Flattery and incongruous mixtures in the Historical Thesaurus of the OED

One of the words added to the OED this update is plámás, used in Irish English to mean ‘flattery; insincere or exaggerated praise, esp. when used to cajole or persuade’ (plámás can also be used as a verb meaning ‘flatter’, and a flatterer is a plámáser). Plámás was borrowed into Irish English from Irish in the 19th century, and the Irish word plámás, a variant of an obsolete form blámás, probably derived from the English word blancmange (though the Irish word plás meaning ‘flattery’ may also have influenced the form). But what does blancmange – a type of sweet gelatinous dessert – have to do with flattery? The OED entry for blancmange includes a figurative sense denoting flattery, and we can get a fuller picture of the underlying metaphor by looking at the category flattery in the Historical Thesaurus of the OED (HTOED), which shows the various words that have been used to express this concept over the centuries.
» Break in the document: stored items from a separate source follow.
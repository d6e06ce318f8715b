use crate::config::CompoundRecord;
use crate::error::ConfigError;
use crate::gradient::{BandFill, Gradient, GradientSet, Rgba};
use crate::theme::{DEFAULT_CB_COLOUR, DEFAULT_CB_GRADIENT, DEFAULT_VB_COLOUR, DEFAULT_VB_GRADIENT};
use serde::Serialize;
use std::sync::Arc;

#[derive(Debug, Clone, Copy, PartialEq, Eq, Serialize)]
pub enum AlignmentMode {
    /// Bars hang from the vacuum level at 0 eV, given as IP/EA.
    VacuumReferenced,
    /// Bars are placed by valence band offset and band gap.
    OffsetReferenced,
}

#[derive(Debug, Clone, Copy, PartialEq, Eq, Serialize)]
pub enum BandKind {
    Valence,
    Conduction,
}

#[derive(Debug, Clone, Copy, PartialEq)]
pub enum BandEdges {
    Vacuum { ip: f32, ea: f32 },
    Offset { vbo: f32, band_gap: f32, cbo: f32 },
}

impl BandEdges {
    pub fn mode(&self) -> AlignmentMode {
        match self {
            BandEdges::Vacuum { .. } => AlignmentMode::VacuumReferenced,
            BandEdges::Offset { .. } => AlignmentMode::OffsetReferenced,
        }
    }

    /// Top of the valence band on the energy axis.
    pub fn valence_edge(&self) -> f32 {
        match *self {
            BandEdges::Vacuum { ip, .. } => -ip,
            BandEdges::Offset { vbo, .. } => vbo,
        }
    }

    /// Bottom of the conduction band on the energy axis.
    pub fn conduction_edge(&self) -> f32 {
        match *self {
            BandEdges::Vacuum { ea, .. } => -ea,
            BandEdges::Offset { vbo, band_gap, .. } => vbo + band_gap,
        }
    }
}

/// How a bar is washed out.
#[derive(Debug, Clone, Copy, PartialEq, Eq, Serialize)]
pub enum FadeMode {
    None,
    Full,
    ConductionOnly,
}

#[derive(Debug, Clone)]
pub struct Compound {
    pub name: String,
    pub edges: BandEdges,
    pub fade: bool,
    pub vb_gradient: Option<Arc<Gradient>>,
    pub cb_gradient: Option<Arc<Gradient>>,
    pub vb_colour: Option<Rgba>,
    pub cb_colour: Option<Rgba>,
}

impl Compound {
    pub fn vacuum(name: impl Into<String>, ip: f32, ea: f32) -> Self {
        Self::with_edges(name, BandEdges::Vacuum { ip, ea })
    }

    pub fn offset(name: impl Into<String>, vbo: f32, band_gap: f32, cbo: f32) -> Self {
        Self::with_edges(name, BandEdges::Offset { vbo, band_gap, cbo })
    }

    fn with_edges(name: impl Into<String>, edges: BandEdges) -> Self {
        Self {
            name: name.into(),
            edges,
            fade: false,
            vb_gradient: None,
            cb_gradient: None,
            vb_colour: None,
            cb_colour: None,
        }
    }

    pub fn faded(mut self, fade: bool) -> Self {
        self.fade = fade;
        self
    }

    /// A compound's own `fade` wins over the global `fade_cb`.
    pub fn fade_mode(&self, fade_cb: bool) -> FadeMode {
        if self.fade {
            FadeMode::Full
        } else if fade_cb {
            FadeMode::ConductionOnly
        } else {
            FadeMode::None
        }
    }

    pub fn band_fill(&self, band: BandKind, gradients: bool) -> BandFill {
        match (band, gradients) {
            (BandKind::Valence, true) => BandFill::Gradient(
                self.vb_gradient
                    .clone()
                    .unwrap_or_else(|| DEFAULT_VB_GRADIENT.clone()),
            ),
            (BandKind::Conduction, true) => BandFill::Gradient(
                self.cb_gradient
                    .clone()
                    .unwrap_or_else(|| DEFAULT_CB_GRADIENT.clone()),
            ),
            (BandKind::Valence, false) => {
                BandFill::Solid(self.vb_colour.unwrap_or(DEFAULT_VB_COLOUR))
            }
            (BandKind::Conduction, false) => {
                BandFill::Solid(self.cb_colour.unwrap_or(DEFAULT_CB_COLOUR))
            }
        }
    }
}

/// An ordered, non-empty list of compounds that all use the same alignment.
#[derive(Debug, Clone)]
pub struct Dataset {
    mode: AlignmentMode,
    compounds: Vec<Compound>,
}

impl Dataset {
    pub fn new(compounds: Vec<Compound>) -> Result<Self, ConfigError> {
        let first = compounds.first().ok_or(ConfigError::Empty)?;
        let mode = first.edges.mode();
        if let Some(other) = compounds.iter().find(|c| c.edges.mode() != mode) {
            return Err(ConfigError::MixedAlignment {
                first: first.name.clone(),
                other: other.name.clone(),
            });
        }
        Ok(Self { mode, compounds })
    }

    /// Validates config records, derives missing offsets and resolves
    /// gradient references.
    pub fn from_records(
        records: &[CompoundRecord],
        gradients: &GradientSet,
    ) -> Result<Self, ConfigError> {
        if records.is_empty() {
            return Err(ConfigError::Empty);
        }
        let mut compounds = Vec::with_capacity(records.len());
        let mut first_band_gap: Option<f32> = None;
        for (idx, record) in records.iter().enumerate() {
            let name = record.name.clone().ok_or_else(|| ConfigError::MissingField {
                compound: format!("#{}", idx + 1),
                field: "name",
            })?;
            let edges = classify(record, &name, &mut first_band_gap)?;
            let mut compound = Compound::with_edges(name, edges).faded(record.fade);
            resolve_palette(record, gradients, &mut compound)?;
            compounds.push(compound);
        }
        Self::new(compounds)
    }

    pub fn mode(&self) -> AlignmentMode {
        self.mode
    }

    pub fn compounds(&self) -> &[Compound] {
        &self.compounds
    }

    pub fn len(&self) -> usize {
        self.compounds.len()
    }

    pub fn is_empty(&self) -> bool {
        self.compounds.is_empty()
    }
}

fn classify(
    record: &CompoundRecord,
    name: &str,
    first_band_gap: &mut Option<f32>,
) -> Result<BandEdges, ConfigError> {
    let missing = |field: &'static str| ConfigError::MissingField {
        compound: name.to_string(),
        field,
    };
    let fields = [
        ("ip", record.ip),
        ("ea", record.ea),
        ("vbo", record.vbo),
        ("cbo", record.cbo),
        ("band_gap", record.band_gap),
    ];
    if let Some(&(field, _)) = fields
        .iter()
        .find(|(_, value)| value.is_some_and(|v| !v.is_finite()))
    {
        return Err(ConfigError::NonFinite {
            compound: name.to_string(),
            field,
        });
    }
    let vacuum = record.ip.is_some() || record.ea.is_some();
    let offset = record.vbo.is_some() || record.cbo.is_some() || record.band_gap.is_some();
    match (vacuum, offset) {
        (true, true) => Err(ConfigError::ConflictingFields(name.to_string())),
        (true, false) => Ok(BandEdges::Vacuum {
            ip: record.ip.ok_or_else(|| missing("ip"))?,
            ea: record.ea.ok_or_else(|| missing("ea"))?,
        }),
        (false, true) => {
            let band_gap = record.band_gap.ok_or_else(|| missing("band_gap"))?;
            let bg0 = *first_band_gap.get_or_insert(band_gap);
            let (vbo, cbo) = match (record.vbo, record.cbo) {
                (Some(vbo), Some(cbo)) => (vbo, cbo),
                (Some(vbo), None) => (vbo, band_gap - bg0 + vbo),
                (None, Some(cbo)) => (bg0 - band_gap + cbo, cbo),
                (None, None) => return Err(missing("vbo")),
            };
            Ok(BandEdges::Offset { vbo, band_gap, cbo })
        }
        (false, false) => Err(missing("ip")),
    }
}

fn resolve_palette(
    record: &CompoundRecord,
    gradients: &GradientSet,
    compound: &mut Compound,
) -> Result<(), ConfigError> {
    if let Some(reference) = &record.gradient {
        let (vb, cb) = gradients.resolve_pair(reference)?;
        compound.vb_gradient = Some(vb);
        compound.cb_gradient = Some(cb);
    }
    if let Some(id) = &record.vb_gradient {
        compound.vb_gradient = Some(gradients.get(&id.key())?);
    }
    if let Some(id) = &record.cb_gradient {
        compound.cb_gradient = Some(gradients.get(&id.key())?);
    }
    if let Some(colour) = &record.vb_colour {
        compound.vb_colour = Some(colour.resolve()?);
    }
    if let Some(colour) = &record.cb_colour {
        compound.cb_colour = Some(colour.resolve()?);
    }
    Ok(())
}

#[cfg(test)]
mod tests {
    use super::*;
    use crate::gradient::{ColourValue, GradientId, GradientSpec};

    fn record(name: &str) -> CompoundRecord {
        CompoundRecord {
            name: Some(name.to_string()),
            ..Default::default()
        }
    }

    #[test]
    fn vacuum_records_build_vacuum_dataset() {
        let records = vec![CompoundRecord {
            ip: Some(7.7),
            ea: Some(4.4),
            ..record("ZnO")
        }];
        let dataset = Dataset::from_records(&records, &GradientSet::default()).unwrap();
        assert_eq!(dataset.mode(), AlignmentMode::VacuumReferenced);
        let edges = dataset.compounds()[0].edges;
        assert_eq!(edges.valence_edge(), -7.7);
        assert_eq!(edges.conduction_edge(), -4.4);
    }

    #[test]
    fn mixed_records_are_rejected() {
        let records = vec![
            CompoundRecord {
                ip: Some(7.7),
                ea: Some(4.4),
                ..record("ZnO")
            },
            CompoundRecord {
                vbo: Some(0.0),
                band_gap: Some(3.0),
                ..record("TiO2")
            },
        ];
        let err = Dataset::from_records(&records, &GradientSet::default()).unwrap_err();
        assert!(
            matches!(err, ConfigError::MixedAlignment { ref first, ref other } if first == "ZnO" && other == "TiO2")
        );
    }

    #[test]
    fn compound_with_both_field_sets_conflicts() {
        let records = vec![CompoundRecord {
            ip: Some(7.7),
            ea: Some(4.4),
            vbo: Some(0.0),
            ..record("ZnO")
        }];
        let err = Dataset::from_records(&records, &GradientSet::default()).unwrap_err();
        assert!(matches!(err, ConfigError::ConflictingFields(name) if name == "ZnO"));
    }

    #[test]
    fn missing_fields_are_named() {
        let records = vec![CompoundRecord {
            ip: Some(7.7),
            ..record("ZnO")
        }];
        let err = Dataset::from_records(&records, &GradientSet::default()).unwrap_err();
        assert!(matches!(err, ConfigError::MissingField { field: "ea", .. }));

        let records = vec![CompoundRecord {
            band_gap: Some(2.0),
            ..record("A")
        }];
        let err = Dataset::from_records(&records, &GradientSet::default()).unwrap_err();
        assert!(matches!(err, ConfigError::MissingField { field: "vbo", .. }));

        let records = vec![CompoundRecord {
            ip: Some(1.0),
            ea: Some(0.5),
            ..Default::default()
        }];
        let err = Dataset::from_records(&records, &GradientSet::default()).unwrap_err();
        assert!(matches!(err, ConfigError::MissingField { field: "name", .. }));
    }

    #[test]
    fn non_finite_energies_are_rejected() {
        let records = vec![
            CompoundRecord {
                ip: Some(7.7),
                ea: Some(4.4),
                ..record("ZnO")
            },
            CompoundRecord {
                ip: Some(f32::NAN),
                ea: Some(4.4),
                ..record("MOF-5")
            },
        ];
        let err = Dataset::from_records(&records, &GradientSet::default()).unwrap_err();
        assert!(matches!(
            err,
            ConfigError::NonFinite { ref compound, field: "ip" } if compound == "MOF-5"
        ));

        let records = vec![CompoundRecord {
            vbo: Some(0.0),
            band_gap: Some(f32::INFINITY),
            ..record("A")
        }];
        let err = Dataset::from_records(&records, &GradientSet::default()).unwrap_err();
        assert!(matches!(err, ConfigError::NonFinite { field: "band_gap", .. }));
    }

    #[test]
    fn derives_missing_offset_from_first_band_gap() {
        let records = vec![
            CompoundRecord {
                cbo: Some(0.0),
                band_gap: Some(2.0),
                ..record("A")
            },
            CompoundRecord {
                cbo: Some(0.5),
                band_gap: Some(1.5),
                ..record("B")
            },
            CompoundRecord {
                vbo: Some(-1.0),
                band_gap: Some(3.0),
                ..record("C")
            },
        ];
        let dataset = Dataset::from_records(&records, &GradientSet::default()).unwrap();
        let offsets: Vec<(f32, f32)> = dataset
            .compounds()
            .iter()
            .map(|c| match c.edges {
                BandEdges::Offset { vbo, cbo, .. } => (vbo, cbo),
                BandEdges::Vacuum { .. } => unreachable!(),
            })
            .collect();
        assert_eq!(offsets, vec![(0.0, 0.0), (1.0, 0.5), (-1.0, 0.0)]);
    }

    #[test]
    fn supplied_offsets_are_kept() {
        let records = vec![
            CompoundRecord {
                vbo: Some(0.0),
                cbo: Some(0.0),
                band_gap: Some(2.0),
                ..record("A")
            },
            CompoundRecord {
                vbo: Some(1.5),
                cbo: Some(2.5),
                band_gap: Some(1.0),
                ..record("B")
            },
        ];
        let dataset = Dataset::from_records(&records, &GradientSet::default()).unwrap();
        assert_eq!(
            dataset.compounds()[1].edges,
            BandEdges::Offset {
                vbo: 1.5,
                band_gap: 1.0,
                cbo: 2.5
            }
        );
        assert_eq!(dataset.compounds()[1].edges.conduction_edge(), 2.5);
    }

    #[test]
    fn palette_references_resolve() {
        let gradients = GradientSet::from_specs(&[GradientSpec {
            id: GradientId::Number(3),
            start: ColourValue::Text("k".to_string()),
            end: ColourValue::Text("w".to_string()),
        }])
        .unwrap();
        let records = vec![CompoundRecord {
            ip: Some(7.0),
            ea: Some(3.0),
            cb_gradient: Some(GradientId::Text("3".to_string())),
            vb_colour: Some(ColourValue::Text("#ff0000".to_string())),
            ..record("X")
        }];
        let dataset = Dataset::from_records(&records, &gradients).unwrap();
        let compound = &dataset.compounds()[0];
        assert_eq!(compound.cb_gradient.as_ref().map(|g| g.id()), Some("3"));
        assert!(compound.vb_gradient.is_none());
        assert_eq!(
            compound.band_fill(BandKind::Valence, false),
            BandFill::Solid(Rgba::rgb(255, 0, 0))
        );
        assert_eq!(
            compound.band_fill(BandKind::Conduction, false),
            BandFill::Solid(DEFAULT_CB_COLOUR)
        );
        match compound.band_fill(BandKind::Valence, true) {
            BandFill::Gradient(g) => assert!(Arc::ptr_eq(&g, &DEFAULT_VB_GRADIENT)),
            BandFill::Solid(_) => panic!("expected gradient fill"),
        }
    }

    #[test]
    fn fade_wins_over_fade_cb() {
        let plain = Compound::vacuum("A", 7.0, 3.0);
        let faded = Compound::vacuum("B", 7.0, 3.0).faded(true);
        assert_eq!(plain.fade_mode(false), FadeMode::None);
        assert_eq!(plain.fade_mode(true), FadeMode::ConductionOnly);
        assert_eq!(faded.fade_mode(true), FadeMode::Full);
        assert_eq!(faded.fade_mode(false), FadeMode::Full);
    }

    #[test]
    fn empty_dataset_is_rejected() {
        assert!(matches!(Dataset::new(Vec::new()), Err(ConfigError::Empty)));
        assert!(matches!(
            Dataset::from_records(&[], &GradientSet::default()),
            Err(ConfigError::Empty)
        ));
    }
}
Words meaning ‘flatter’ or ‘flattery’ have long had an association with the idea of smoothing or softening: flatter itself probably has an etymological origin in the sense of making something flat or smooth, while blandish and blandishment are (like the later adjective bland) from Latin blandus meaning ‘smooth, soft’. Following these are numerous figurative uses from words originally referring to smooth or oily substances. For example, the verb anoint, originally (and still mainly) meaning ‘to smear or rub with oil’, developed a figurative sense ‘to flatter’ in Middle English, first recorded in Chaucer’s Romaunt de la Rose in a description of “losengeris” (false flatterers) who “the world with word anoynten”. Similar figurative developments can be seen in the word butter (used since the early 17th century as a noun meaning ‘flattery’, and since 1700 as a verb meaning ‘to flatter’, now often in to butter someone up), soft soap (used since the 19th century in the sense ‘flattery’) and schmear. Words referring to smooth and sweet foodstuffs which take on a sense of ‘flattery’ include honey words (Middle English) and treacle (18th century in the figurative sense, as in this example from Smollett: “He began to sweeten the natural acidity of his discourse with the treacle of compliment and commendation”). These are followed by blancmange and flummery, originally denoting types of gelatinous desserts and then also used figuratively to refer to flattery, as in this 1790 letter by Edmund Burke: “Whenever that politic prince made any of his flattering speeches..when he served them with this, and the rest of his blanc-mange, of which he was sufficiently liberal.”  Plámás fits smoothly into this semantic set.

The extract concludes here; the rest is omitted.